By Jason Powell, ProWrestling.net Editor (@prowrestlingnet)

Ring of Honor Best in the World 2019
Aired live on pay-per-view, FITE TV, and HonorClub
Baltimore, Maryland at UMBC Event Center

The pre-show opened with Flip Gordon making his entrance. The broadcast team was Ian Riccaboni, Colt Cabana, and Caprice Coleman, and Bobby Cruise was the ring announcer. Rush made his entrance wearing his horned mask, which he removed on the stage…

Pre-Show Match: Rush vs. Flip Gordon. Gordon offered a Code of Honor handshake, but Rush kicked his hand aside. They fought to ringside where Rush threw Gordon over the timekeepers table. Rush threw Gordon back inside the ring and clotheslined him in the corner.

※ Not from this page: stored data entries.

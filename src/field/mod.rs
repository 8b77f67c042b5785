//! Field expression trees.
//!
//! A [`Field`] describes how to compute a single scalar value from the data
//! source. Leaves are column references ([`TableField`]) or literals
//! ([`ConstantField`]); interior nodes combine two fields arithmetically
//! ([`BinaryOperationField`]). Trees are built bottom-up and never mutated
//! afterwards, so they are always finite and acyclic.

mod extension;
mod operation;
mod table_field;

use std::fmt;
use std::ops::{Add, Div, Mul, Sub};
use std::sync::Arc;

use serde::{Deserialize, Serialize};

use crate::types::Value;

pub use extension::ExtensionField;
pub use operation::{BinaryOperationField, BinaryOperator};
pub use table_field::TableField;

/// Literal value that does not depend on the data source.
#[derive(Debug, Clone, PartialEq, Serialize, Deserialize)]
pub struct ConstantField {
    pub value: Value,
}

impl ConstantField {
    /// Creates a constant field.
    #[must_use]
    pub fn new(value: impl Into<Value>) -> Self {
        ConstantField {
            value: value.into(),
        }
    }
}

/// Node of a field expression tree.
#[derive(Debug, Clone, PartialEq, Serialize, Deserialize)]
#[non_exhaustive]
pub enum Field {
    /// Column of the data source, or the wildcard.
    Table(TableField),
    /// Literal constant.
    Constant(ConstantField),
    /// Arithmetic combination of two fields.
    BinaryOperation(BinaryOperationField),
    /// Field kind defined outside this crate.
    #[serde(skip)]
    Extension(Arc<dyn ExtensionField>),
}

impl Field {
    /// Creates a table field.
    #[must_use]
    pub fn table(full_name: impl Into<String>) -> Self {
        Field::Table(TableField::new(full_name))
    }

    /// Creates a constant field.
    #[must_use]
    pub fn constant(value: impl Into<Value>) -> Self {
        Field::Constant(ConstantField::new(value))
    }

    /// Creates a binary operation field.
    #[must_use]
    pub fn binary(operator: BinaryOperator, left: impl Into<Field>, right: impl Into<Field>) -> Self {
        Field::BinaryOperation(BinaryOperationField::new(operator, left, right))
    }

    /// Wraps a field kind defined outside this crate.
    #[must_use]
    pub fn extension(field: impl ExtensionField + 'static) -> Self {
        Field::Extension(Arc::new(field))
    }

    /// Returns `self + other`.
    #[must_use]
    pub fn plus(self, other: impl Into<Field>) -> Self {
        Field::binary(BinaryOperator::Plus, self, other)
    }

    /// Returns `self - other`.
    #[must_use]
    pub fn minus(self, other: impl Into<Field>) -> Self {
        Field::binary(BinaryOperator::Minus, self, other)
    }

    /// Returns `self * other`.
    #[must_use]
    pub fn multiply(self, other: impl Into<Field>) -> Self {
        Field::binary(BinaryOperator::Multiply, self, other)
    }

    /// Returns `self / other`.
    #[must_use]
    pub fn divide(self, other: impl Into<Field>) -> Self {
        Field::binary(BinaryOperator::Divide, self, other)
    }

    /// Returns the table field if this is a column reference.
    #[must_use]
    pub fn as_table_field(&self) -> Option<&TableField> {
        match self {
            Field::Table(field) => Some(field),
            _ => None,
        }
    }
}

impl From<TableField> for Field {
    fn from(field: TableField) -> Self {
        Field::Table(field)
    }
}

impl From<ConstantField> for Field {
    fn from(field: ConstantField) -> Self {
        Field::Constant(field)
    }
}

impl From<BinaryOperationField> for Field {
    fn from(field: BinaryOperationField) -> Self {
        Field::BinaryOperation(field)
    }
}

impl<T: Into<Field>> Add<T> for Field {
    type Output = Field;

    fn add(self, rhs: T) -> Field {
        self.plus(rhs)
    }
}

impl<T: Into<Field>> Sub<T> for Field {
    type Output = Field;

    fn sub(self, rhs: T) -> Field {
        self.minus(rhs)
    }
}

impl<T: Into<Field>> Mul<T> for Field {
    type Output = Field;

    fn mul(self, rhs: T) -> Field {
        self.multiply(rhs)
    }
}

impl<T: Into<Field>> Div<T> for Field {
    type Output = Field;

    fn div(self, rhs: T) -> Field {
        self.divide(rhs)
    }
}

impl fmt::Display for Field {
    fn fmt(&self, f: &mut fmt::Formatter<'_>) -> fmt::Result {
        match self {
            Field::Table(field) => write!(f, "{field}"),
            Field::Constant(field) => write!(f, "{}", field.value),
            Field::BinaryOperation(op) => {
                write!(f, "({} {} {})", op.left, op.operator.as_str(), op.right)
            }
            Field::Extension(field) => write!(f, "<{}>", field.type_name()),
        }
    }
}
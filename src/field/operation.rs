//! Arithmetic combinations of fields.

use serde::{Deserialize, Serialize};

use super::Field;

/// Arithmetic operators.
#[derive(Debug, Clone, Copy, PartialEq, Eq, Hash, Serialize, Deserialize)]
pub enum BinaryOperator {
    Plus,
    Minus,
    Multiply,
    Divide,
}

impl BinaryOperator {
    /// Returns the string representation of this operator.
    #[must_use]
    pub fn as_str(&self) -> &'static str {
        match self {
            BinaryOperator::Plus => "+",
            BinaryOperator::Minus => "-",
            BinaryOperator::Multiply => "*",
            BinaryOperator::Divide => "/",
        }
    }
}

/// Two fields combined with an arithmetic operator.
#[derive(Debug, Clone, PartialEq, Serialize, Deserialize)]
pub struct BinaryOperationField {
    pub operator: BinaryOperator,
    pub left: Box<Field>,
    pub right: Box<Field>,
}

impl BinaryOperationField {
    /// Creates a binary operation field.
    #[must_use]
    pub fn new(operator: BinaryOperator, left: impl Into<Field>, right: impl Into<Field>) -> Self {
        BinaryOperationField {
            operator,
            left: Box::new(left.into()),
            right: Box::new(right.into()),
        }
    }
}
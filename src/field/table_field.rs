//! Leaf references to data source columns.

use std::fmt;

use serde::{Deserialize, Serialize};

/// Reference to a column of the data source, by qualified name.
///
/// The reference is usually `"table.column"`, but an unqualified column name is
/// accepted too. The special reference [`TableField::WILDCARD`] stands for "all
/// columns" and does not name any column in particular.
#[derive(Debug, Clone, PartialEq, Eq, Hash, Serialize, Deserialize)]
pub struct TableField {
    full_name: String,
}

impl TableField {
    /// Reference meaning "no specific column".
    pub const WILDCARD: &'static str = "*";

    /// Creates a table field from its qualified reference.
    #[must_use]
    pub fn new(full_name: impl Into<String>) -> Self {
        TableField {
            full_name: full_name.into(),
        }
    }

    /// Creates the wildcard table field.
    #[must_use]
    pub fn wildcard() -> Self {
        TableField::new(Self::WILDCARD)
    }

    /// Returns the full reference, e.g. `"orders.amount"`.
    #[must_use]
    pub fn full_name(&self) -> &str {
        &self.full_name
    }

    /// Returns the table part of the reference, if it is qualified.
    #[must_use]
    pub fn table_name(&self) -> Option<&str> {
        self.full_name.split_once('.').map(|(table, _)| table)
    }

    /// Returns the column part of the reference.
    ///
    /// For an unqualified reference this is the whole reference.
    #[must_use]
    pub fn field_name(&self) -> &str {
        self.full_name
            .split_once('.')
            .map_or(self.full_name.as_str(), |(_, field)| field)
    }

    /// Returns true if this is the wildcard reference.
    #[must_use]
    pub fn is_wildcard(&self) -> bool {
        self.full_name == Self::WILDCARD
    }
}

impl fmt::Display for TableField {
    fn fmt(&self, f: &mut fmt::Formatter<'_>) -> fmt::Result {
        f.write_str(&self.full_name)
    }
}

#[cfg(test)]
mod tests {
    use super::*;

    #[test]
    fn test_qualified_name_parts() {
        let field = TableField::new("orders.amount");
        assert_eq!(field.full_name(), "orders.amount");
        assert_eq!(field.table_name(), Some("orders"));
        assert_eq!(field.field_name(), "amount");
        assert!(!field.is_wildcard());
    }

    #[test]
    fn test_unqualified_name() {
        let field = TableField::new("amount");
        assert_eq!(field.table_name(), None);
        assert_eq!(field.field_name(), "amount");
    }

    #[test]
    fn test_wildcard() {
        assert!(TableField::wildcard().is_wildcard());
        assert!(TableField::new("*").is_wildcard());
        assert!(!TableField::new("orders.*").is_wildcard());
    }

    #[test]
    fn test_structural_equality() {
        assert_eq!(TableField::new("t.a"), TableField::new("t.a"));
        assert_ne!(TableField::new("t.a"), TableField::new("t.b"));
    }
}
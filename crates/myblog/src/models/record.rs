//! Stored content record

use chrono::{DateTime, Utc};
use serde::{Deserialize, Serialize};

use super::Fields;

/// One persisted document of any collection
#[derive(Debug, Clone, PartialEq, Serialize, Deserialize)]
pub struct Record {
    #[serde(rename = "_id")]
    pub id: String,
    #[serde(flatten)]
    pub fields: Fields,
    #[serde(rename = "createdAt")]
    pub created_at: DateTime<Utc>,
    #[serde(rename = "updatedAt")]
    pub updated_at: DateTime<Utc>,
}

impl Record {
    /// Build a freshly inserted record; both timestamps are `now`
    pub fn new(id: impl Into<String>, fields: Fields, now: DateTime<Utc>) -> Self {
        Self {
            id: id.into(),
            fields,
            created_at: now,
            updated_at: now,
        }
    }

    /// Overwrite the supplied fields and refresh `updated_at`
    pub fn merge(&mut self, fields: Fields, now: DateTime<Utc>) {
        self.fields.extend(fields);
        self.updated_at = now;
    }
}

/// Current time truncated to the store's millisecond precision
pub fn now_millis() -> DateTime<Utc> {
    bson::DateTime::now().to_chrono()
}
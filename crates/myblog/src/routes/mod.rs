//! HTTP routes for the content collections

pub mod content;
pub mod overview;

use axum::Router;
use std::sync::Arc;

use crate::error::ContentError;
use crate::services::{ContentService, ContentStore};

/// App state shared by every route
#[derive(Clone)]
pub struct AppState {
    pub content: ContentService,
}

impl AppState {
    pub fn new(store: Arc<dyn ContentStore>) -> Self {
        Self {
            content: ContentService::new(store),
        }
    }
}

/// Configure all content routes.
///
/// Unmatched paths and unsupported methods both answer with the
/// `Endpoint not found` envelope.
pub fn configure(state: Arc<AppState>) -> Router {
    Router::new()
        .merge(overview::overview_routes())
        .merge(content::content_routes())
        .fallback(endpoint_not_found)
        .method_not_allowed_fallback(endpoint_not_found)
        .with_state(state)
}

async fn endpoint_not_found() -> ContentError {
    ContentError::EndpointNotFound
}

Rush shoved Gordon into a seated position, then dropkicked the back of his head. Rush continued to work over Gordon and then laid on his side and struck his pose in the middle of the ring.

Gordon came back with some kicks and forearms. Rush called for more, so Gordon complied and then threw several knees for good measure. Gordon delivered another knee and followed up with a falcon arrow for a near fall. Gordon performed a springboard spear for another two count. Gordon performed a high knee, then Rush shoved him hard to the mat. Rush worked over Gordon in the corner and then played to the crowd on the middle rope. Gordon rolled him for another two count.

Gordon tossed Rush to ringside, but Rush returned to the ring. Gordon sent Rush to ringside again and kicked him off the apron. Gordon dove at Rush, who struggled to catch him and sent him into the barricade. Rush threw the streamer bucket at Gordon. Riccaboni said referee Todd Sinclair wanted to see a winner and was letting them go. Rush brought Gordon back to the ring and covered him multiple times for two counts. Rush positioned Gordon in the corner and then hit him with his Bullhorns running dropkick before pinning him…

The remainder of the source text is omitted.